Work instruction → From the records below, take each line where the string "unique" shows up and copy it.

Exercise material →
--*--

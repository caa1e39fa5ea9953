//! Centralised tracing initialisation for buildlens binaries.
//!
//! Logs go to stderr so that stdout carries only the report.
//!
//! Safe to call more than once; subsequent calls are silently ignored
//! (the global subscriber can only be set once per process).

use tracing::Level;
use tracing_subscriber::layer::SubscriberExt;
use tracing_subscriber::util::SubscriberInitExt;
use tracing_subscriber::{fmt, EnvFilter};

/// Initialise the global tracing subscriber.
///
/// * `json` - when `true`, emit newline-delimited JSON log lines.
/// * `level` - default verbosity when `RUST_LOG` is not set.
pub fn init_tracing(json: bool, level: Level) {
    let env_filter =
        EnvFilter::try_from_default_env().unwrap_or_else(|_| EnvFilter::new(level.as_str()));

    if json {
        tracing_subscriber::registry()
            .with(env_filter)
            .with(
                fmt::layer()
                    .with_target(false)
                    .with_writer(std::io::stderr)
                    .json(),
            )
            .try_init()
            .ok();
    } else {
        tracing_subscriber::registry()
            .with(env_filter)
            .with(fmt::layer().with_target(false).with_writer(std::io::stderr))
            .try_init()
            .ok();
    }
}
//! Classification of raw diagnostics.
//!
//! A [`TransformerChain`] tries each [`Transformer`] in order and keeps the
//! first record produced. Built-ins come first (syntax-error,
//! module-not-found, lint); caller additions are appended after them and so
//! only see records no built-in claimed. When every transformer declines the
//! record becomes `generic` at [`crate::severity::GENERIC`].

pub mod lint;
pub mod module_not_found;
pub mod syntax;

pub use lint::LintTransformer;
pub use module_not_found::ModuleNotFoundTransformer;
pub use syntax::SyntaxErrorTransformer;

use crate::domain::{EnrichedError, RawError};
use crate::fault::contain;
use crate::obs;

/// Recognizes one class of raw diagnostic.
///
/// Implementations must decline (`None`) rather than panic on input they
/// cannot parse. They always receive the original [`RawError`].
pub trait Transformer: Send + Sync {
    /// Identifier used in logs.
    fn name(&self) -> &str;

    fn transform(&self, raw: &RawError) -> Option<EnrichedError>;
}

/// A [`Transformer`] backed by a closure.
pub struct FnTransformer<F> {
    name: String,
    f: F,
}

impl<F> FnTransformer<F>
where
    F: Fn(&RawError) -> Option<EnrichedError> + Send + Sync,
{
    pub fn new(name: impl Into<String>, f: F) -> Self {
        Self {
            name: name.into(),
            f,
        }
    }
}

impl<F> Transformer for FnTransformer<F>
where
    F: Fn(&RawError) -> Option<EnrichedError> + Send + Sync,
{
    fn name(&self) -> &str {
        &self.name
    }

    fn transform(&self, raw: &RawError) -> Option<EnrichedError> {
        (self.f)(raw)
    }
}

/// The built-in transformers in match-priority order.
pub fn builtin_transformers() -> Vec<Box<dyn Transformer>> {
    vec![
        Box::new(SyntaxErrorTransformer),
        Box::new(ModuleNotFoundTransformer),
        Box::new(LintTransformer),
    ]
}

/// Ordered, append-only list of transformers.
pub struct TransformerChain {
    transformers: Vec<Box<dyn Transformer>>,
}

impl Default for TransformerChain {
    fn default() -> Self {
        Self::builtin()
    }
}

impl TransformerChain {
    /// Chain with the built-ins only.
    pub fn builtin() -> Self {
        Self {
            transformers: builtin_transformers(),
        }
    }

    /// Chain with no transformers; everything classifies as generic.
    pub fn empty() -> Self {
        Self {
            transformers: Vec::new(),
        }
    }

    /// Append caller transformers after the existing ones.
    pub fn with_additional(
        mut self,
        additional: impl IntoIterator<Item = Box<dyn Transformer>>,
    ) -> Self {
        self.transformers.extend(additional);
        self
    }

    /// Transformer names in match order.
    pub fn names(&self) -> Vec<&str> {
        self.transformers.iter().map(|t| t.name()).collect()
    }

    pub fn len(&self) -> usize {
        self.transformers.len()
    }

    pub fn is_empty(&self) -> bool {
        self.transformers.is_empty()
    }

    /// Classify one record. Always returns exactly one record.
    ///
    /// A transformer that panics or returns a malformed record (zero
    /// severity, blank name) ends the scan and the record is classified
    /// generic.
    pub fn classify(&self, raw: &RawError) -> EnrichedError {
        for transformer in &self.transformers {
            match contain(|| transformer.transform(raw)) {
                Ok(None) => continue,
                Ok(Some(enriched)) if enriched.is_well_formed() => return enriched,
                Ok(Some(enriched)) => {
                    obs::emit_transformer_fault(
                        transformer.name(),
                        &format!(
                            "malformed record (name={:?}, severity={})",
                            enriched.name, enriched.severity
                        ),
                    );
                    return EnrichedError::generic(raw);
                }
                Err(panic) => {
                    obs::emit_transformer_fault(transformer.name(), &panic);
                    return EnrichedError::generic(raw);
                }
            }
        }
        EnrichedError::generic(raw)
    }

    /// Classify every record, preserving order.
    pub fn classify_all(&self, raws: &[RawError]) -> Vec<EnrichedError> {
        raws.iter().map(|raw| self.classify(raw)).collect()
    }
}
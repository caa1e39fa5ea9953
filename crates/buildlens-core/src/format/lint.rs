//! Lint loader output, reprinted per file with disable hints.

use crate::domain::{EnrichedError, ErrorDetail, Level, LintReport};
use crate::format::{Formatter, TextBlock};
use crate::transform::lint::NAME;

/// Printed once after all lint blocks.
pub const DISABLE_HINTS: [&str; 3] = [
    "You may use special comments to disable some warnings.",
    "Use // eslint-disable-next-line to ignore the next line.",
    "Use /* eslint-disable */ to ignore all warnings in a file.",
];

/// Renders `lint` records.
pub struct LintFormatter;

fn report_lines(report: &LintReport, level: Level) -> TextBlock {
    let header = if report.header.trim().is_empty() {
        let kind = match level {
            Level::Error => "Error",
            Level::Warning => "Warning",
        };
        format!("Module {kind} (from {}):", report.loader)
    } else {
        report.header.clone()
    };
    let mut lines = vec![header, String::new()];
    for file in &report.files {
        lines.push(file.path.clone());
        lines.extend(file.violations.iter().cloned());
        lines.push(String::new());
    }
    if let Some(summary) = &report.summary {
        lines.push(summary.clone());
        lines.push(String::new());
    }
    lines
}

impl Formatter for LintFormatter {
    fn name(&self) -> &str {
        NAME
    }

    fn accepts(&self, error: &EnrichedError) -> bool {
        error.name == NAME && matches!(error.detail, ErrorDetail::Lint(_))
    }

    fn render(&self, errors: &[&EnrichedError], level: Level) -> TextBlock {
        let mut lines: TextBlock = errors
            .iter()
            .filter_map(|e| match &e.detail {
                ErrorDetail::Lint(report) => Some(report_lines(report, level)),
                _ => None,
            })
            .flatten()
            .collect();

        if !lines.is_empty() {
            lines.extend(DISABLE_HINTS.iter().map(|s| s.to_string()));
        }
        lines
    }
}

--*--

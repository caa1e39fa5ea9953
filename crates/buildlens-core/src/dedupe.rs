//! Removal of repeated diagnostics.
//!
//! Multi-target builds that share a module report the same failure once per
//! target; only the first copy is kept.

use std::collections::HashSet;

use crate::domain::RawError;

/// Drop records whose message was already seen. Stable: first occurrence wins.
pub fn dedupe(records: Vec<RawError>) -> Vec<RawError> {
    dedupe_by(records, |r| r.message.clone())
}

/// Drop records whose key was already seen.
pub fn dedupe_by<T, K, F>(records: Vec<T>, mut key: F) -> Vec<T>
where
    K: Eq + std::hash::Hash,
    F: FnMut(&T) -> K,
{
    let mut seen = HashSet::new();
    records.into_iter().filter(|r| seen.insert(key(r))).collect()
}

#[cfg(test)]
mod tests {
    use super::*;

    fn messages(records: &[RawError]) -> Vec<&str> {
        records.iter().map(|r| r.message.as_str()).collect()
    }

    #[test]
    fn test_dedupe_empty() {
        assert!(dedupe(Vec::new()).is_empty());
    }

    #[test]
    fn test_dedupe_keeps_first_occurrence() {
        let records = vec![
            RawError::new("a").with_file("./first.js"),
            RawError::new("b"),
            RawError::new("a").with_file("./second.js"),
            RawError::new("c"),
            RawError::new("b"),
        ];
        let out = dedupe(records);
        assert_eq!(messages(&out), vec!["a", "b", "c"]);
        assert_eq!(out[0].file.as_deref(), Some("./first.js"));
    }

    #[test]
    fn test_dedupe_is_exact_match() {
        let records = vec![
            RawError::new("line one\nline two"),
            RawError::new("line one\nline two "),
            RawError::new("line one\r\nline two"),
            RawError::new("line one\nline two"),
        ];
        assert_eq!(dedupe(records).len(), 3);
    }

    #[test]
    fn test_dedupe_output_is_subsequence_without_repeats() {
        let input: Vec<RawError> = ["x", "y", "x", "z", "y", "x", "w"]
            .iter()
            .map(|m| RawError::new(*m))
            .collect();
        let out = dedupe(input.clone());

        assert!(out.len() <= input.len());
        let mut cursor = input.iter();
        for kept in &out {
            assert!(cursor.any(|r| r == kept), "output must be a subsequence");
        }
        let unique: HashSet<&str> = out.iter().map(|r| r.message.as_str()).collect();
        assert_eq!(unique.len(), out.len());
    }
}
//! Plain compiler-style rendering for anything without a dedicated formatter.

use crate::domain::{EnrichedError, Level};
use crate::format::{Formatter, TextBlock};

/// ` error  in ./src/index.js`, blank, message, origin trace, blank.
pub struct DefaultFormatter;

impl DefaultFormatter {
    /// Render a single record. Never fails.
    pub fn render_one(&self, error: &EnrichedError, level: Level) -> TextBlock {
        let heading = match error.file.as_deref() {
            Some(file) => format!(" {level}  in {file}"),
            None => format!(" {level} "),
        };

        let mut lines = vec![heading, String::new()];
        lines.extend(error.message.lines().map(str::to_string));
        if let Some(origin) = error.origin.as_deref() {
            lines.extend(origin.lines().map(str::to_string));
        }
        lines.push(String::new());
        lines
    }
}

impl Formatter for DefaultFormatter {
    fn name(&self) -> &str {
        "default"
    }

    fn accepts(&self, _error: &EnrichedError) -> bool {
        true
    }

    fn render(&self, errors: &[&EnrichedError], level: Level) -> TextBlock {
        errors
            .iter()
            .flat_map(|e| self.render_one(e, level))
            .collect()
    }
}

--*--

Answer below →
        let unique: HashSet<&str> = out.iter().map(|r| r.message.as_str()).collect();
        assert_eq!(unique.len(), out.len());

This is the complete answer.